TO DO - All lines from the opening of the entries below through the line containing "let mut ini = Ini::new_cs();" must be output exactly as they appear, with no other lines.

··········

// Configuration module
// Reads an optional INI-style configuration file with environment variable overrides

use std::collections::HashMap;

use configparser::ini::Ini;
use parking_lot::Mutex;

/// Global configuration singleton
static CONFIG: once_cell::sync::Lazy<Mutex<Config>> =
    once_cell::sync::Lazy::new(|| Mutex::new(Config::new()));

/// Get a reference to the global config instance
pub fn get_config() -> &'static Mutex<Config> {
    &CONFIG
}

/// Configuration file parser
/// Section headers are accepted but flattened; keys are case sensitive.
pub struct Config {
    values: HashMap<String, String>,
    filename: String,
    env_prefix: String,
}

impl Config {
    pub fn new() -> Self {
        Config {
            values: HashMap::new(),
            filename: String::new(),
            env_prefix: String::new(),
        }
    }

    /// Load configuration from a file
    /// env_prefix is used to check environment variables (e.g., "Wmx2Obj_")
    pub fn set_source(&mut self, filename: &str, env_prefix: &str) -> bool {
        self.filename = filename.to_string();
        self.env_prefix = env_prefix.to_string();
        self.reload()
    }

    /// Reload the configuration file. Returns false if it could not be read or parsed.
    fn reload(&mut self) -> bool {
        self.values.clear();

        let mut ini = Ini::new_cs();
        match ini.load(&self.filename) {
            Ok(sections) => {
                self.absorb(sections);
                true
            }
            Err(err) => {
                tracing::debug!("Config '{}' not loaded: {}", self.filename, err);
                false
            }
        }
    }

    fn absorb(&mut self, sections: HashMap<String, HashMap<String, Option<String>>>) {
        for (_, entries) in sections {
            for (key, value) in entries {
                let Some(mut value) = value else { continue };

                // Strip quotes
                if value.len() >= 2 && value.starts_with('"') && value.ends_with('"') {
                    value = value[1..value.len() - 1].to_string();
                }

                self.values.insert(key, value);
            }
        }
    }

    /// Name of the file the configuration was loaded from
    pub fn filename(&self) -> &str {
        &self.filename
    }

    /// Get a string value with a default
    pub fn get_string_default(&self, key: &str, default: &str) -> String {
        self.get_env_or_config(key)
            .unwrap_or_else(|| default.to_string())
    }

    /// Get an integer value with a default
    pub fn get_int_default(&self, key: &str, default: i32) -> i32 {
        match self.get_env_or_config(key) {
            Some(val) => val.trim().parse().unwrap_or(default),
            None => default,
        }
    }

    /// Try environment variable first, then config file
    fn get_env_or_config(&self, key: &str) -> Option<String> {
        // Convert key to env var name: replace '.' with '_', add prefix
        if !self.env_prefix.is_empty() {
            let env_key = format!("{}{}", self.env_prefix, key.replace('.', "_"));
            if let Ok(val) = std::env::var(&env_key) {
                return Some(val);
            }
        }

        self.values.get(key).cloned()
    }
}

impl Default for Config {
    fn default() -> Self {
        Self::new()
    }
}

··········

RESPONSE AREA -
// Configuration module
// Reads an optional INI-style configuration file with environment variable overrides

use std::collections::HashMap;

use configparser::ini::Ini;
use parking_lot::Mutex;

/// Global configuration singleton
static CONFIG: once_cell::sync::Lazy<Mutex<Config>> =
    once_cell::sync::Lazy::new(|| Mutex::new(Config::new()));

/// Get a reference to the global config instance
pub fn get_config() -> &'static Mutex<Config> {
    &CONFIG
}

/// Configuration file parser
/// Section headers are accepted but flattened; keys are case sensitive.
pub struct Config {
    values: HashMap<String, String>,
    filename: String,
    env_prefix: String,
}

impl Config {
    pub fn new() -> Self {
        Config {
            values: HashMap::new(),
            filename: String::new(),
            env_prefix: String::new(),
        }
    }

    /// Load configuration from a file
    /// env_prefix is used to check environment variables (e.g., "Wmx2Obj_")
    pub fn set_source(&mut self, filename: &str, env_prefix: &str) -> bool {
        self.filename = filename.to_string();
        self.env_prefix = env_prefix.to_string();
        self.reload()
    }

    /// Reload the configuration file. Returns false if it could not be read or parsed.
    fn reload(&mut self) -> bool {
        self.values.clear();

        let mut ini = Ini::new_cs();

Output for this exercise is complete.